Work required
This exercise calls for the line with "use crate::quote::Quote;", the line with "served it and", and all lines between them in the material below, output exactly and with no other lines.

Data for analysis
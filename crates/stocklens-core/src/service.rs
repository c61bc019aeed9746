//! History resolution: provider, cache and demo fallback.

use std::sync::RwLock;

use crate::cache::{CacheConfig, HistoryCache};
use crate::demo::demo_history;
use crate::domain::Symbol;
use crate::envelope::HistoryEnvelope;
use crate::provider::HistoryProvider;
use crate::quote::Quote;

/// Resolves history requests against a provider with cache and demo fallback.
///
/// Resolution order: fresh cache entry, then a live provider fetch (stored on
/// success), then a stale cache entry, then the built-in demo data. The
/// returned envelope is tagged with the source that actually served it and
/// always carries metrics when the series allows them. `now` is unix seconds,
/// passed in by the caller.
pub struct HistoryService<P> {
    provider: P,
    cache: RwLock<HistoryCache>,
}

impl<P: HistoryProvider> HistoryService<P> {
    pub fn new(provider: P, config: CacheConfig) -> Self {
        Self {
            provider,
            cache: RwLock::new(HistoryCache::new(config)),
        }
    }

    /// Resolve the full history for `symbol`.
    pub fn get_history(&self, symbol: &Symbol, now: i64) -> HistoryEnvelope {
        self.resolve(symbol, now).with_metrics()
    }

    /// Resolve history limited to the `days` most recent observations.
    pub fn get_history_days(&self, symbol: &Symbol, days: usize, now: i64) -> HistoryEnvelope {
        self.resolve(symbol, now).most_recent(days).with_metrics()
    }

    /// Quote for `symbol`, derived from the resolved history.
    ///
    /// `None` when even the fallback series has fewer than 2 points.
    pub fn get_quote(&self, symbol: &Symbol, now: i64) -> Option<Quote> {
        self.resolve(symbol, now).quote()
    }

    fn resolve(&self, symbol: &Symbol, now: i64) -> HistoryEnvelope {
        {
            let cache = self.cache.read().expect("history cache lock poisoned");
            if let Some(hit) = cache.get(symbol, now) {
                return HistoryEnvelope::cached(symbol.clone(), hit.series, hit.fetched_at);
            }
        }

        match self.provider.daily_history(symbol) {
            Ok(series) => {
                let mut cache = self.cache.write().expect("history cache lock poisoned");
                cache.put(symbol.clone(), series.clone(), now);
                HistoryEnvelope::live(symbol.clone(), series)
            }
            Err(_) => {
                let cache = self.cache.read().expect("history cache lock poisoned");
                match cache.get_stale(symbol) {
                    Some(stale) => {
                        HistoryEnvelope::cached(symbol.clone(), stale.series, stale.fetched_at)
                    }
                    None => demo_history(symbol.clone()),
                }
            }
        }
    }
}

Task output
use crate::quote::Quote;

/// Resolves history requests against a provider with cache and demo fallback.
///
/// Resolution order: fresh cache entry, then a live provider fetch (stored on
/// success), then a stale cache entry, then the built-in demo data. The
/// returned envelope is tagged with the source that actually served it and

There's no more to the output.